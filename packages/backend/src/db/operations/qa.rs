use serde::Serialize;
use sqlx::sqlite::SqliteRow;
use sqlx::{Row, SqlitePool};

#[derive(Debug, Clone, Serialize)]
#[serde(rename_all = "camelCase")]
pub struct QaRow {
    pub id: String,
    pub user_id: String,
    pub card_id: Option<String>,
    pub question: String,
    pub answer: String,
    pub model: String,
    pub created_at: i64,
}

pub async fn insert_qa(pool: &SqlitePool, qa: &QaRow) -> Result<(), sqlx::Error> {
    sqlx::query(
        r#"
        INSERT INTO "qa_history" ("id", "userId", "cardId", "question", "answer", "model", "createdAt")
        VALUES (?, ?, ?, ?, ?, ?, ?)
        "#,
    )
    .bind(&qa.id)
    .bind(&qa.user_id)
    .bind(&qa.card_id)
    .bind(&qa.question)
    .bind(&qa.answer)
    .bind(&qa.model)
    .bind(qa.created_at)
    .execute(pool)
    .await?;
    Ok(())
}

/// Newest first.
pub async fn list_qa(pool: &SqlitePool, user_id: &str, limit: i64) -> Result<Vec<QaRow>, sqlx::Error> {
    let rows = sqlx::query(
        r#"
        SELECT * FROM "qa_history"
        WHERE "userId" = ?
        ORDER BY "createdAt" DESC, "id" DESC
        LIMIT ?
        "#,
    )
    .bind(user_id)
    .bind(limit)
    .fetch_all(pool)
    .await?;
    rows.iter().map(map_qa).collect()
}

fn map_qa(row: &SqliteRow) -> Result<QaRow, sqlx::Error> {
    Ok(QaRow {
        id: row.try_get("id")?,
        user_id: row.try_get("userId")?,
        card_id: row.try_get("cardId")?,
        question: row.try_get("question")?,
        answer: row.try_get("answer")?,
        model: row.try_get("model")?,
        created_at: row.try_get("createdAt")?,
    })
}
#####
The problem
Which lines in the listing hold the word "sqlx"? Copy them out.

Answer to the problem
use sqlx::sqlite::SqliteRow;
use sqlx::{Row, SqlitePool};
pub async fn insert_qa(pool: &SqlitePool, qa: &QaRow) -> Result<(), sqlx::Error> {
    sqlx::query(
pub async fn list_qa(pool: &SqlitePool, user_id: &str, limit: i64) -> Result<Vec<QaRow>, sqlx::Error> {
    let rows = sqlx::query(
fn map_qa(row: &SqliteRow) -> Result<QaRow, sqlx::Error> {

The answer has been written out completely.